Scratch the surface though and things are not so robust.
Firstly I did write “reverse engineered” and I get the impression that that is not what the UK authorities are doing. I get the impression that they are examining the source code and then attempting to verify that the deployed binary came from that source code.
The report appears to concede that they have not so far succeeded in doing that! (largely due to flaky control in the build environment)
Access to the source code is likely to be far more efficient in terms of time and effort, but provides no assurance unless they can reliably produce the binary (and even then only if they trust or have in turn verified the toolchain needed to produce the binary from the source).

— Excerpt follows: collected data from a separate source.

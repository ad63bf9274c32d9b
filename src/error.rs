use thiserror::Error;

/// Errors raised while selecting pods and tailing their logs.
///
/// Only `ConfigRead` and `RenderInit` abort a run. Everything else is
/// contained where it happens and reported to the diagnostic log.
#[derive(Debug, Error)]
pub enum TailError {
    #[error("failed to read cluster configuration: {0}")]
    ConfigRead(String),

    #[error("[{context}] failed to list pods: {message}")]
    Query { context: String, message: String },

    #[error("[{context}] failed to start log source for pod {pod}: {message}")]
    StreamSpawn {
        context: String,
        pod: String,
        message: String,
    },

    #[error("failed to read log stream of {pod}: {source}")]
    StreamRead {
        pod: String,
        #[source]
        source: std::io::Error,
    },

    #[error("failed to initialize the dashboard: {0}")]
    RenderInit(#[source] std::io::Error),

    #[error("dashboard rendering failed: {0}")]
    Render(#[source] std::io::Error),

    #[error("invalid pattern '{pattern}': {source}")]
    InvalidPattern {
        pattern: String,
        #[source]
        source: regex::Error,
    },
}

impl TailError {
    /// Whether the whole run has to stop.
    pub fn is_fatal(&self) -> bool {
        matches!(
            self,
            TailError::ConfigRead(_) | TailError::RenderInit(_) | TailError::Render(_)
        )
    }
}

#[cfg(test)]
mod tests {
    use super::*;

    #[test]
    fn test_fatal_classification() {
        assert!(TailError::ConfigRead("missing".into()).is_fatal());
        assert!(TailError::RenderInit(std::io::Error::other("no tty")).is_fatal());
        assert!(
            !TailError::Query {
                context: "c1".into(),
                message: "timeout".into()
            }
            .is_fatal()
        );
        assert!(
            !TailError::StreamSpawn {
                context: "c1".into(),
                pod: "p1".into(),
                message: "not found".into()
            }
            .is_fatal()
        );
    }

    #[test]
    fn test_messages_name_the_context() {
        let err = TailError::Query {
            context: "prod-eu".into(),
            message: "forbidden".into(),
        };
        assert_eq!(err.to_string(), "[prod-eu] failed to list pods: forbidden");
    }
}
use std::collections::VecDeque;

/// Lifecycle of the dashboard. There is no way back to `Running`.
#[derive(Debug, Clone, Copy, PartialEq, Eq)]
pub enum DashboardState {
    Running,
    Quitting,
    Terminated,
}

/// Scrollback of one pod.
#[derive(Debug)]
pub struct Pane {
    pub context: String,
    pub pod_name: String,
    pub lines: VecDeque<String>,
    pub ended: bool,
}

impl Pane {
    pub fn new(context: String, pod_name: String) -> Self {
        Self {
            context,
            pod_name,
            lines: VecDeque::new(),
            ended: false,
        }
    }

    pub fn title(&self) -> String {
        if self.ended {
            format!("  {} - {} (ended)  ", self.context, self.pod_name)
        } else {
            format!("  {} - {}  ", self.context, self.pod_name)
        }
    }
}

pub struct App {
    pub panes: Vec<Pane>,
    // Ring buffer size, per pane
    pub max_buffer_size: usize,
    pub total_lines: usize,
    state: DashboardState,
    dirty: bool,
}

impl App {
    pub fn new(panes: Vec<Pane>, max_buffer_size: usize) -> Self {
        Self {
            panes,
            max_buffer_size: max_buffer_size.max(1),
            total_lines: 0,
            state: DashboardState::Running,
            dirty: true,
        }
    }

    pub fn state(&self) -> DashboardState {
        self.state
    }

    pub fn is_running(&self) -> bool {
        self.state == DashboardState::Running
    }

    /// `Running -> Quitting`. Returns false if the dashboard was already
    /// leaving.
    pub fn request_quit(&mut self) -> bool {
        if self.state != DashboardState::Running {
            return false;
        }
        self.state = DashboardState::Quitting;
        true
    }

    /// `Quitting -> Terminated`, once the render loop has stopped.
    pub fn finish(&mut self) {
        if self.state == DashboardState::Quitting {
            self.state = DashboardState::Terminated;
        }
    }

    pub fn add_line(&mut self, pane: usize, line: String) {
        let capacity = self.max_buffer_size;
        let Some(pane) = self.panes.get_mut(pane) else {
            return;
        };
        while pane.lines.len() >= capacity {
            pane.lines.pop_front();
        }
        pane.lines.push_back(line);
        self.total_lines += 1;
        self.dirty = true;
    }

    pub fn mark_ended(&mut self, pane: usize) {
        if let Some(pane) = self.panes.get_mut(pane) {
            pane.ended = true;
            self.dirty = true;
        }
    }

    pub fn mark_dirty(&mut self) {
        self.dirty = true;
    }

    /// Whether something changed since the last call.
    pub fn take_dirty(&mut self) -> bool {
        std::mem::take(&mut self.dirty)
    }

    pub fn live_streams(&self) -> usize {
        self.panes.iter().filter(|p| !p.ended).count()
    }
}

#[cfg(test)]
mod tests {
    use super::*;

    fn app(capacity: usize) -> App {
        App::new(
            vec![
                Pane::new("c1".into(), "api".into()),
                Pane::new("c2".into(), "db".into()),
            ],
            capacity,
        )
    }

    #[test]
    fn test_quit_transitions_once() {
        let mut app = app(10);
        assert_eq!(app.state(), DashboardState::Running);

        assert!(app.request_quit());
        assert_eq!(app.state(), DashboardState::Quitting);
        assert!(!app.request_quit());

        app.finish();
        assert_eq!(app.state(), DashboardState::Terminated);
        assert!(!app.request_quit());
        assert_eq!(app.state(), DashboardState::Terminated);
    }

    #[test]
    fn test_finish_requires_quitting() {
        let mut app = app(10);
        app.finish();
        assert_eq!(app.state(), DashboardState::Running);
    }

    #[test]
    fn test_lines_go_to_their_pane() {
        let mut app = app(10);
        app.add_line(1, "ready".into());
        app.add_line(0, "listening".into());
        app.add_line(7, "nowhere".into());

        assert_eq!(app.panes[0].lines, vec!["listening"]);
        assert_eq!(app.panes[1].lines, vec!["ready"]);
        assert_eq!(app.total_lines, 2);
    }

    #[test]
    fn test_ring_buffer_keeps_latest() {
        let mut app = app(3);
        for i in 0..5 {
            app.add_line(0, format!("line {}", i));
        }
        assert_eq!(app.panes[0].lines, vec!["line 2", "line 3", "line 4"]);
    }

    #[test]
    fn test_ended_pane_title() {
        let mut app = app(3);
        app.mark_ended(1);
        assert_eq!(app.panes[0].title(), "  c1 - api  ");
        assert_eq!(app.panes[1].title(), "  c2 - db (ended)  ");
        assert_eq!(app.live_streams(), 1);
    }

    #[test]
    fn test_dirty_flag() {
        let mut app = app(3);
        assert!(app.take_dirty());
        assert!(!app.take_dirty());
        app.add_line(0, "x".into());
        assert!(app.take_dirty());
    }
}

Secondly, it seems likely that the third party real-time operating system is outside the scope of the above process, which means there may be a loophole large enough to drive a bus through. (The report notes a future plan to migrate to a Linux kernel, which would mitigate that to a large extent but that would have to actually happen.)
Thirdly, with such a buggy software process, there is a risk that even without Chinese state interference there could still be Chinese state exploitation of the resulting bugs, the assumption being that if the UK government can demand that Huawei allow UK inspection of its source code (as appears to have happened) then the Chinese government can demand the same.
An ideal report would conclude “we have examined the product extensively and not found any vulnerabilities”.
Instead it basically concludes “we found heaps of vulnerabilities but we think they are due to incompetence rather than malice”.